Hospitals and insurers will howl, but the Trump administration today took a big step toward consumer empowerment with administrative actions designed to increase price transparency for hospital and other medical charges.
Galen Senior Fellow Brian Blase, who was instrumental in developing the executive order on price transparency issued in June, congratulated the administration for its proposed and final rules today. “Transparent prices, particularly linked with incentives for consumers to search for value, will put downward pressure on health care costs and should reduce inefficient spending.”
While skeptics argue that health insurance insulates patients from prices so they have little incentive to seek out the cheapest provider, studies show that when do consumers shop, they can save a lot. For example, people who used a price website in New Hampshire prior to medical imaging visits saved 36%.
Price transparency is a key part of the landmark Choice and Competition report released earlier by the Trump administration (which Brian also was instrumental in creating). And Brian’s latest paper for the Galen Institute on price transparency provides a detailed overview of the successes transparency brings to increasing choices and reducing health costs.
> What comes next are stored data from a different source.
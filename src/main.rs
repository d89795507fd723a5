//! ccfs - create and inspect CCFS volume images
//!
//! Usage:
//!   ccfs mkfs disk.ccfs -c 1024          # 1024-block volume labelled "disk"
//!   ccfs mkfs disk.ccfs -s 4M -l data    # size given in bytes
//!   ccfs info disk.ccfs
//!   ccfs stat disk.ccfs /docs/readme
//!   ccfs ls disk.ccfs /docs
//!   ccfs tree disk.ccfs --json

mod commands;

use std::path::PathBuf;

use clap::{ArgAction, Parser, Subcommand};
use tracing::Level;

#[derive(Parser)]
#[command(name = "ccfs")]
#[command(version, about = "Create and inspect CCFS volume images")]
struct Args {
    /// Log more (-v info, -vv debug, -vvv trace)
    #[arg(short, long, action = ArgAction::Count, global = true)]
    verbose: u8,

    /// Print results as JSON
    #[arg(long, global = true)]
    json: bool,

    #[command(subcommand)]
    command: Command,
}

#[derive(Subcommand)]
enum Command {
    /// Create a new, empty volume image
    Mkfs {
        /// Output image file (truncated if it exists)
        image: PathBuf,

        /// Volume label (defaults to the image file stem)
        #[arg(short, long)]
        label: Option<String>,

        /// Data pool size in blocks
        #[arg(short, long, conflicts_with = "size")]
        capacity: Option<u32>,

        /// Data pool size in bytes (e.g., 512K, 4M)
        #[arg(short, long)]
        size: Option<String>,
    },

    /// Show the volume header
    Info {
        image: PathBuf,
    },

    /// Show the record at a path
    Stat {
        image: PathBuf,
        path: String,
    },

    /// List a directory
    Ls {
        image: PathBuf,
        #[arg(default_value = "/")]
        path: String,
    },

    /// List every record reachable from the root
    Tree {
        image: PathBuf,
    },
}

fn init_logging(verbose: u8) {
    let level = match verbose {
        0 => Level::WARN,
        1 => Level::INFO,
        2 => Level::DEBUG,
        _ => Level::TRACE,
    };

    tracing_subscriber::fmt()
        .with_max_level(level)
        .with_target(false)
        .with_writer(std::io::stderr)
        .init();
}

fn main() -> anyhow::Result<()> {
    let args = Args::parse();
    init_logging(args.verbose);

    let json = args.json;
    match args.command {
        Command::Mkfs {
            image,
            label,
            capacity,
            size,
        } => {
            let options = commands::format_options(&image, label, capacity, size.as_deref())?;
            commands::mkfs(&image, &options, json)
        }
        Command::Info { image } => commands::info(&image, json),
        Command::Stat { image, path } => commands::stat(&image, &path, json),
        Command::Ls { image, path } => commands::ls(&image, &path, json),
        Command::Tree { image } => commands::tree(&image, json),
    }
}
With consumers paying larger and larger shares of their medical bills out of pocket, price transparency helps them to negotiate lower prices. A patient in Georgia was quoted a price of $40,000 for a surgical procedure, but she checked with the Surgery Center of Oklahoma that would do it for $3,500. The patient went back to the Georgia hospital for a better price, and they agreed to do it for $3,500.
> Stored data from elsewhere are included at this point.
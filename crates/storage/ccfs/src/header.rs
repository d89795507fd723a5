//! Volume header (block 0)

use crate::error::{CcfsError, Result};
use crate::layout::{BLOCK_SIZE, CCFS_FOOTER, CCFS_MAGIC, MAX_CAPACITY};

/// Label field width
pub const LABEL_LEN: usize = 0x20;

const MAGIC_OFFSET: usize = 0x00;
const LABEL_OFFSET: usize = 0x04;
const CAPACITY_OFFSET: usize = 0x24;
const AVAILABLE_OFFSET: usize = 0x28;
const FIRST_EMPTY_OFFSET: usize = 0x2C;
const FOOTER_OFFSET: usize = 0x1FC;

/// Volume header
///
/// `available` and `first_empty` are written once by [`VolumeHeader::new`]
/// and carried unchanged afterwards; nothing in this crate allocates blocks.
#[derive(Debug, Clone, PartialEq, Eq)]
pub struct VolumeHeader {
    /// Volume name, NUL-padded
    pub label: [u8; LABEL_LEN],
    /// Total block count
    pub capacity: u32,
    /// Free block count
    pub available: u32,
    /// Index of the first free block
    pub first_empty: u32,
}

impl VolumeHeader {
    /// Header for a new volume
    ///
    /// The root directory takes block 0, so one block is already used.
    /// Labels longer than 32 bytes are cut to fit the field.
    pub fn new(label: &str, capacity: u32) -> Result<Self> {
        if capacity == 0 || capacity > MAX_CAPACITY {
            return Err(CcfsError::InvalidCapacity(capacity));
        }

        let mut field = [0u8; LABEL_LEN];
        let bytes = label.as_bytes();
        let len = bytes.len().min(LABEL_LEN);
        field[..len].copy_from_slice(&bytes[..len]);

        Ok(Self {
            label: field,
            capacity,
            available: capacity - 1,
            first_empty: 1,
        })
    }

    /// Parse header from block 0
    ///
    /// Only the leading magic is checked. The footer is left unverified.
    pub fn parse(block: &[u8; BLOCK_SIZE]) -> Result<Self> {
        let magic: [u8; 4] = read_array(block, MAGIC_OFFSET);
        if &magic != CCFS_MAGIC {
            return Err(CcfsError::BadMagic(magic));
        }

        let capacity = u32::from_le_bytes(read_array(block, CAPACITY_OFFSET));
        if capacity == 0 || capacity > MAX_CAPACITY {
            return Err(CcfsError::InvalidCapacity(capacity));
        }

        Ok(Self {
            label: read_array(block, LABEL_OFFSET),
            capacity,
            available: u32::from_le_bytes(read_array(block, AVAILABLE_OFFSET)),
            first_empty: u32::from_le_bytes(read_array(block, FIRST_EMPTY_OFFSET)),
        })
    }

    /// Encode into a full zero-padded block
    pub fn encode(&self) -> [u8; BLOCK_SIZE] {
        let mut block = [0u8; BLOCK_SIZE];
        block[MAGIC_OFFSET..MAGIC_OFFSET + 4].copy_from_slice(CCFS_MAGIC);
        block[LABEL_OFFSET..LABEL_OFFSET + LABEL_LEN].copy_from_slice(&self.label);
        block[CAPACITY_OFFSET..CAPACITY_OFFSET + 4].copy_from_slice(&self.capacity.to_le_bytes());
        block[AVAILABLE_OFFSET..AVAILABLE_OFFSET + 4].copy_from_slice(&self.available.to_le_bytes());
        block[FIRST_EMPTY_OFFSET..FIRST_EMPTY_OFFSET + 4]
            .copy_from_slice(&self.first_empty.to_le_bytes());
        block[FOOTER_OFFSET..FOOTER_OFFSET + 4].copy_from_slice(CCFS_FOOTER);
        block
    }

    /// Label as text, NUL padding stripped
    pub fn label_str(&self) -> String {
        let end = self.label.iter().position(|&b| b == 0).unwrap_or(LABEL_LEN);
        String::from_utf8_lossy(&self.label[..end]).into_owned()
    }
}

fn read_array<const N: usize>(block: &[u8], offset: usize) -> [u8; N] {
    let mut out = [0u8; N];
    out.copy_from_slice(&block[offset..offset + N]);
    out
}

#[cfg(test)]
mod tests {
    use super::*;

    #[test]
    fn test_header_new() {
        let header = VolumeHeader::new("disk.ccfs", 64).unwrap();
        assert_eq!(header.capacity, 64);
        assert_eq!(header.available, 63);
        assert_eq!(header.first_empty, 1);
        assert_eq!(header.label_str(), "disk.ccfs");
    }

    #[test]
    fn test_header_byte_layout() {
        let block = VolumeHeader::new("vol", 16).unwrap().encode();
        assert_eq!(&block[0x00..0x04], b"CCFS");
        assert_eq!(&block[0x04..0x07], b"vol");
        assert!(block[0x07..0x24].iter().all(|&b| b == 0));
        assert_eq!(&block[0x24..0x28], &16u32.to_le_bytes());
        assert_eq!(&block[0x28..0x2C], &15u32.to_le_bytes());
        assert_eq!(&block[0x2C..0x30], &1u32.to_le_bytes());
        assert_eq!(&block[0x1FC..0x200], b"SFCC");
    }

    #[test]
    fn test_header_parse() {
        let header = VolumeHeader::new("vol", 16).unwrap();
        assert_eq!(VolumeHeader::parse(&header.encode()).unwrap(), header);
    }

    #[test]
    fn test_header_bad_magic() {
        let mut block = VolumeHeader::new("vol", 16).unwrap().encode();
        block[0..4].copy_from_slice(b"FAT1");
        assert!(matches!(
            VolumeHeader::parse(&block),
            Err(CcfsError::BadMagic(m)) if &m == b"FAT1"
        ));
    }

    #[test]
    fn test_header_footer_not_checked() {
        let mut block = VolumeHeader::new("vol", 16).unwrap().encode();
        block[0x1FC..0x200].copy_from_slice(&[0; 4]);
        assert!(VolumeHeader::parse(&block).is_ok());
    }

    #[test]
    fn test_header_capacity_limits() {
        assert!(matches!(VolumeHeader::new("v", 0), Err(CcfsError::InvalidCapacity(0))));
        assert!(VolumeHeader::new("v", MAX_CAPACITY).is_ok());
        assert!(VolumeHeader::new("v", MAX_CAPACITY + 1).is_err());
    }

    #[test]
    fn test_header_long_label_truncated() {
        let long = "a".repeat(40);
        let header = VolumeHeader::new(&long, 8).unwrap();
        assert_eq!(header.label_str(), "a".repeat(LABEL_LEN));
        assert_eq!(header.capacity, 8);
    }
}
Brian explains: “If enough people become shoppers, higher-priced facilities will begin to lower prices. This happened in California when the state adopted a reference pricing model for state employees. The result: a 9 to 14 percentage point increase in the use of low-price facilities and a 17 to 21 percent reduction in prices.”
Transparency also is a key element in addressing surprise billing, as Galen Senior Fellow Doug Badger explains in “How Congress Should Deal with Surprise Medical Bills for Patients.”
Even when they have coverage, patients are often in the dark about the cost of their health care until after they receive the services and get the bill.
Rather than using the sledge hammers of government-set prices or costly and time-consuming arbitration, Doug recommends, for example, requiring hospitals to give patients timely, good-faith estimates in advance of elective procedures so they don’t face huge and unexpected bills afterward from out-of-network providers.
“The best way to protect patients is to let them protect themselves through greater transparency, more information, and more freedom and control over their own health care spending,” Doug says.
The administration’s proposed “Transparency in Coverage” rule would require most employer-based group health plans and health insurance issuers to disclose, in advance, price and cost-sharing information to participants, beneficiaries, and enrollees.
“With this information, patients will have accurate estimates of any out-of-pocket costs they must pay to meet their plan’s deductible, co-pay, or co-insurance requirements,” CMS Administrator Seema Verma says.
“Today’s transparency announcement may be a more significant change to American healthcare markets than any other single thing we’ve done, by shining light on the costs of our shadowy system and finally putting the American patient in control,” HHS Sec. Alex Azar said in making the announcement.
President Trump will feature the announcement in a White House event at 2 p.m. EST today.
Expect a brouhaha from hospitals and insurers. The Federation of American Hospitals said earlier it will “explore its potential legal options.” They can be expected to argue the hospital transparency rule will constrain private contract negotiation and could fuel anti-competitive behavior.
Cynthia Fisher, a strong supporter of the administration’s transparency policies and founder of Patient Rights Advocate, counters: “When armed with the knowledge and information about the negotiated rates and cash prices that providers, insurers, and third-party administrators currently keep shrouded in secrecy, employers and patients can shop for price and quality.”